Vietnam is continuing to see a major surge in Covid-19 cases after remarkable success in containing the virus up until the last few months. As the highly contagious Delta variant spreads throughout the country, a major short-coming has been the country’s slow vaccine roll-out program. Ironically this is mostly a result of Vietnam’s initial success in containing the virus in that the country was slow to place and prioritize vaccine orders as the situation was well under control until only recently. The following is Access Asia Group’s latest update on the situation in collaboration with Vietnam Weekly, one of the few independent news publications covering current affairs in Vietnam.
At present, Vietnam is facing a major nation-wide outbreak and is one of the worst performers in Southeast Asia when it comes to vaccinations: only 4.1 million people have received one shot (4.2% of the population), and 450,800 people are fully vaccinated (0.5% of the population).
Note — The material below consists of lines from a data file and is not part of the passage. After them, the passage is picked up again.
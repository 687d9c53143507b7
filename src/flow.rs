//! The shared multi-step verification state machine. Registration, login
//! 2FA, password reset, password change and backup-email verification are
//! all the same machine with a different [`FlowBinding`]: field validation,
//! endpoints and redirect extraction vary, the control flow does not.

use std::cell::{Cell, RefCell};
use std::rc::Rc;

use rust_i18n::t;

use crate::api::ApiError;
use crate::config::RESEND_COOLDOWN_SECS;
use crate::cooldown::{CooldownTimer, Scheduler};
use crate::view::{ControlId, FlowId, FlowView};

#[derive(Debug, Clone, Copy, PartialEq, Eq, Default)]
pub enum VerificationStep {
    /// Collecting the primary inputs (credentials, email, new password).
    #[default]
    Initial,
    /// A code was dispatched to `subject_email`; waiting for it.
    CodeSent,
    /// Terminal. In practice immediately followed by navigation away.
    Completed,
}

/// Format check for confirmation codes: fixed-length digit strings, with a
/// single trim and nothing else.
#[derive(Debug, Clone, Copy, PartialEq, Eq)]
pub struct CodeRule {
    pub min_len: usize,
    pub max_len: usize,
}

impl CodeRule {
    /// Emailed codes are six digits.
    pub const STANDARD: CodeRule = CodeRule {
        min_len: 6,
        max_len: 6,
    };
    /// The login second factor predates the fixed length and accepts 6-8.
    pub const LEGACY: CodeRule = CodeRule {
        min_len: 6,
        max_len: 8,
    };

    pub fn matches(&self, raw: &str) -> bool {
        let code = raw.trim();
        (self.min_len..=self.max_len).contains(&code.chars().count())
            && !code.is_empty()
            && code.chars().all(|c| c.is_ascii_digit())
    }
}

/// Server verdict on the primary step.
#[derive(Debug, Clone, PartialEq, Eq)]
pub enum PrimaryOutcome {
    /// A code was dispatched; move to code entry.
    CodeSent { email: String },
    /// Short-circuit straight to completion (login without a second factor).
    Completed { redirect: Option<String> },
}

/// Server verdict on the code step.
#[derive(Debug, Clone, PartialEq, Eq)]
pub enum CodeOutcome {
    /// Done; leave the page.
    Navigate { redirect: Option<String> },
    /// Done, but the user stays here: reset to Initial and show `notice`
    /// (password change on the settings page).
    Rearm { notice: String },
}

/// Everything that varies between concrete flows. Implementations are
/// declarative bindings; they hold no step state of their own.
#[allow(async_fn_in_trait)]
pub trait FlowBinding {
    /// Input of the primary step (a form snapshot).
    type Primary;

    fn flow_id(&self) -> FlowId;

    fn code_rule(&self) -> CodeRule {
        CodeRule::STANDARD
    }

    fn submit_control(&self) -> ControlId;
    fn confirm_control(&self) -> ControlId;
    fn resend_control(&self) -> ControlId;

    fn resend_base_label(&self) -> String {
        t!("resend_code").to_string()
    }

    /// Route used when a completing response omits its redirect.
    fn fallback_redirect(&self) -> String;

    /// Collect **every** failing condition, not just the first.
    fn validate_primary(&self, input: &Self::Primary) -> Result<(), Vec<String>>;

    async fn submit_primary(&self, input: &Self::Primary) -> Result<PrimaryOutcome, ApiError>;

    async fn submit_code(&self, email: &str, code: &str) -> Result<CodeOutcome, ApiError>;

    async fn request_resend(&self, email: &str) -> Result<(), ApiError>;
}

#[derive(Debug, Default)]
struct VerificationSession {
    step: VerificationStep,
    subject_email: String,
    last_error: Option<String>,
    code_input: String,
    /// Generation counter. Bumped on every reset so a response resolving
    /// for an abandoned session is discarded instead of resurrecting it.
    epoch: u64,
}

/// One in-progress flow instance. Owns its session and cooldown state
/// exclusively; dies with the hosting view.
pub struct VerificationFlow<B: FlowBinding, S: Scheduler> {
    binding: B,
    view: Rc<dyn FlowView>,
    cooldown: CooldownTimer<S>,
    session: RefCell<VerificationSession>,
    busy: Cell<bool>,
}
There are crucial macro issues at play here: a global shortage of doses; India’s outbreak derailing a huge amount of AstraZeneca intended for the region; and Vietnam’s reluctance to rely on Chinese vaccines (unlike its neighbors) due to sociopolitical reality.
But what isn’t getting talked about so much (largely because the data is only just coming to light) is just how slowly Vietnam is administering what it already has.
Earlier today, Tuoi Tre reported in Vietnamese on the poor progress of Ho Chi Minh City’s ongoing drive to inject 930,000 doses; a campaign which began six days ago.
Overall, 624 community-level vaccination sites have been set up around the city, and the initial aim was for them to average 120 shots per day, or 74,880 doses per day in total, meaning it would take 12 days for HCMC to complete the process.
As of this writing, the city has averaged only 36,881 shots per day, or 59 people a day across the vaccination sites.
The article goes on to note that some vaccination points are over-performing, while others are severely under-performing thanks to a shortage of health workers. This echoes some social media chatter wondering if too many resources are being devoted to contract tracing and testing, to the detriment of vaccinations.
It’s certainly hard to argue that resources, whether human or financial, should be taken away from testing and tracing, but we are going to be in a lockdown for a long, long time if vaccinations remain this slow.
Sadly, the lack of mass vaccine access creates huge space for corruption and nepotism too, which we’re already seeing hints of (and probably means there is far more going on that we don’t know about).
Officials in Hanoi, just to note, have set a goal of 200,000 shots per day as it begins its latest vaccination drive, which seems hugely ambitious given HCMC’s slow pace.
International media is starting to pick up on the vaccination struggle, with The Straits Times running a piece earlier today, and this is only going to look worse if other regional countries continue to vaccinate at a healthy clip.
The delivery conundrum
While rules surrounding deliveries may sound inconsequential compared to vaccinations, which are the only way out of this right now, they have a real impact on residents and businesses on a daily basis – and there has been extreme confusion over this matter from the start of the outbreak.
In HCMC, that began with the unexpected total ban on restaurant deliveries when Directive 16 came online almost three weeks ago, effectively shutting down the entire F&B industry indefinitely.
This Monday, the situation became even more complicated, as the city ruled that shippers could only deliver within the same district, while also ordering companies like Grab to arrange QR codes for their drivers and armbands with ‘Shipper’ emblazoned on them. (This also comes after police reportedly stopped some people who were wearing Grab/Gojek etc. jackets in order to get through checkpoints even though weren’t actually a driver for these companies.)
These rules have hammered anyone trying to deliver something (my partner ordered home Covid test kits from a business in the same district as us and it took several hours for the company to find a driver), and supermarkets have had to cancel online orders en masse since there aren’t enough drivers.
The stated purpose of these restrictions is to reduce the transmission risk from drivers, which makes sense, but the rules have the knock-on effect of forcing more people to leave home and go to a potentially crowded supermarket/convenience store – exactly the type of environment that Delta absolutely thrives in.
This goes well beyond individual household challenges too, as manufacturing supply chains are breaking amid the numerous, fast-changing rules regarding transit both within and between provinces.
The government has placed great emphasis on maintaining supply chains for everyone from Samsung to single households, but they seem completely flummoxed by how to address the drivers who actually make up these chains (leading VnExpress to even call shippers the “forgotten cog”).
Hanoi hasn’t been any better, with officials initially banning all deliveries outright, then walking that back to allowing retail deliveries, and now Grab has completely halted all services in the capital. Grab, to its credit, has started vaccinating drivers in HCMC, but this is probably something the government should’ve prioritized as soon as they started restricting deliveries, as we’re really in an age where they are indispensable to almost everyone.